A veces (muchas) leo o escucho que los españoles se jubilan demasiado pronto, y que detrás de esto existen una serie de explicaciones entre las que la cultura tiene mucho que ver. Lo cierto es que no creo que este tema se haya estudiado lo suficiente, por lo que no me atrevería a decir que la afirmación es correcta, pero es verdad que de forma habitual usamos expresiones como “¡cuándo me jubilaré!” o similares, demostrando, cuando menos, cierta desgana laboral.
Estas afirmaciones esconden una realidad bien fea, que solemos interpretar como que no nos gusta trabajar: que somos un poco vagos, vaya. Más allá de esa posible explicación y con la certeza de hasta la devoción deja de serlo cuando se convierte en obligación, aun sabiendo que madrugar les gusta a muy poquitos (entre quienes no me incluyo), para mí lo que implican las referidas afirmaciones es que no nos gusta nuestro trabajo.
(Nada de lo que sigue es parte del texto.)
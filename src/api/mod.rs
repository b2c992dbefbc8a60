//! Remote backends that accept submitted forms
//!
//! - `forms`: the primary REST API (`createForm`, `getForms`, bulk session
//!   submit, submission status, health)
//! - `supabase`: the secondary store, a table upsert keyed by case and template

pub mod error;
pub mod forms;
pub mod supabase;

pub use error::ApiError;
pub use forms::{CreateFormRequest, FormListQuery, FormListResponse, FormRecord, FormsApi};
pub use supabase::{PatientFormRow, SupabaseStore};

use std::collections::BTreeMap;

use async_trait::async_trait;
use chrono::{DateTime, Utc};
use serde::{Deserialize, Serialize};
use utoipa::ToSchema;

use crate::store::{Answers, FormSession, PendingForm};

/// Client name sent with session submissions
pub const USER_AGENT: &str = concat!("clinical-capture/", env!("CARGO_PKG_VERSION"));

/// One locally stored form on its way to a backend
#[derive(Debug, Clone, PartialEq, Serialize, Deserialize)]
pub struct FormSubmission {
    /// Local pending form id
    pub pending_id: u64,
    pub template_id: String,
    pub case_id: String,
    pub volunteer_id: Option<String>,
    pub study_number: Option<String>,
    pub answers: Answers,
}

impl FormSubmission {
    /// Build from a stored form; identifiers from the case context win
    /// over the ones saved with the record
    pub fn from_pending(
        form: &PendingForm,
        volunteer_id: Option<&str>,
        study_number: Option<&str>,
    ) -> Self {
        Self {
            pending_id: form.id,
            template_id: form.template_id.clone(),
            case_id: form.case_id.clone(),
            volunteer_id: volunteer_id
                .map(str::to_string)
                .or_else(|| form.volunteer_id.clone()),
            study_number: study_number
                .map(str::to_string)
                .or_else(|| form.study_number.clone()),
            answers: form.answers.clone(),
        }
    }
}

/// Acknowledgement from the backend that stored a form
#[derive(Debug, Clone, PartialEq, Eq, Serialize, Deserialize, ToSchema)]
pub struct SubmissionReceipt {
    pub backend: String,
    /// Identifier assigned by the backend, when it returns one
    pub remote_id: Option<String>,
}

/// Every completed form of one session, sent in a single request
#[derive(Debug, Clone, PartialEq, Serialize, Deserialize)]
pub struct SessionSubmission {
    pub case_id: String,
    pub volunteer_id: String,
    pub study_number: String,
    pub forms_data: BTreeMap<String, Answers>,
    pub metadata: SubmissionMetadata,
}

#[derive(Debug, Clone, PartialEq, Serialize, Deserialize)]
pub struct SubmissionMetadata {
    pub submitted_at: DateTime<Utc>,
    pub user_agent: String,
    pub form_sequence: Vec<String>,
    pub completed_forms: Vec<String>,
}

impl SessionSubmission {
    pub fn new(
        session: &FormSession,
        forms_data: BTreeMap<String, Answers>,
        submitted_at: DateTime<Utc>,
    ) -> Self {
        Self {
            case_id: session.case_id.clone(),
            volunteer_id: session.volunteer_id.clone(),
            study_number: session.study_number.clone(),
            forms_data,
            metadata: SubmissionMetadata {
                submitted_at,
                user_agent: USER_AGENT.to_string(),
                form_sequence: session.navigation_state.form_sequence.clone(),
                completed_forms: session.completed_forms.iter().cloned().collect(),
            },
        }
    }
}

/// Backend answer to a [`SessionSubmission`]
#[derive(Debug, Clone, PartialEq, Serialize, Deserialize, ToSchema)]
pub struct SessionReceipt {
    pub success: bool,
    pub case_id: String,
    #[serde(default)]
    pub submission_id: Option<String>,
    #[serde(default)]
    pub message: String,
    /// Field errors reported by the backend, keyed by form or field
    #[serde(default)]
    pub errors: Option<BTreeMap<String, Vec<String>>>,
}

/// Whether a backend already holds a case's submission
#[derive(Debug, Clone, Default, PartialEq, Eq, Serialize, Deserialize, ToSchema)]
pub struct SubmissionStatus {
    #[serde(default)]
    pub submitted: bool,
    #[serde(default)]
    pub submission_id: Option<String>,
    #[serde(default)]
    pub submitted_at: Option<String>,
    #[serde(default)]
    pub status: Option<String>,
}

/// A remote store that accepts submitted forms
#[async_trait]
pub trait FormBackend: Send + Sync {
    /// Backend name used in logs and reports (e.g., "forms-api", "supabase")
    fn name(&self) -> &str;

    /// Check if the backend has what it needs to be called
    fn is_configured(&self) -> bool;

    /// Store one form remotely
    async fn submit(&self, form: &FormSubmission) -> Result<SubmissionReceipt, ApiError>;

    /// Test connectivity to the backend
    async fn test_connection(&self) -> Result<bool, ApiError>;

    /// Store a whole session at once. Backends without a bulk endpoint
    /// reject it.
    async fn submit_session(
        &self,
        _session: &SessionSubmission,
    ) -> Result<SessionReceipt, ApiError> {
        Err(ApiError::rejected(
            self.name(),
            "session submission is not supported",
        ))
    }

    async fn submission_status(&self, _case_id: &str) -> Result<SubmissionStatus, ApiError> {
        Err(ApiError::rejected(
            self.name(),
            "submission status is not supported",
        ))
    }
}

#[cfg(test)]
mod tests {
    use super::*;
    use serde_json::json;

    #[test]
    fn test_session_submission_carries_metadata() {
        let mut session = FormSession::new(
            "case-3",
            "VOL-3",
            "ST-3",
            vec!["Demographic Details".to_string(), "ECG".to_string()],
        );
        session.complete(
            "Demographic Details",
            json!({"age": 52}).as_object().cloned().unwrap(),
        );
        let submitted_at = Utc::now();

        let bundle = SessionSubmission::new(&session, session.completed_data(), submitted_at);
        let value = serde_json::to_value(&bundle).unwrap();

        assert_eq!(value["case_id"], "case-3");
        assert_eq!(value["forms_data"]["Demographic Details"]["age"], json!(52));
        assert_eq!(value["metadata"]["form_sequence"].as_array().unwrap().len(), 2);
        assert_eq!(value["metadata"]["completed_forms"], json!(["Demographic Details"]));
        assert!(value["metadata"]["user_agent"]
            .as_str()
            .unwrap()
            .starts_with("clinical-capture/"));
    }

    #[test]
    fn test_receipt_tolerates_sparse_body() {
        let receipt: SessionReceipt =
            serde_json::from_value(json!({"success": true, "case_id": "case-3"})).unwrap();
        assert!(receipt.success);
        assert_eq!(receipt.submission_id, None);
        assert!(receipt.errors.is_none());
    }
}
No nos gusta por motivos diversos, que van mucho más allá de tener que madrugar o coger un metro abarrotado en hora punta.
Teniendo en cuenta que pasamos más de 8 horas diarias trabajando (en general, cuando no más) afirmar que no nos gusta nuestro trabajo, tanto que deseamos acelerar la vida para llegar a la jubilación (como una especie de espera ansiosa por lo que llamaré el fin de semana vital) es bastante terrible. Eso implicaría que pasamos la mayor parte de nuestro tiempo deseando estar en otro lugar, haciendo algo diferente, que no nos gusta lo que hacemos.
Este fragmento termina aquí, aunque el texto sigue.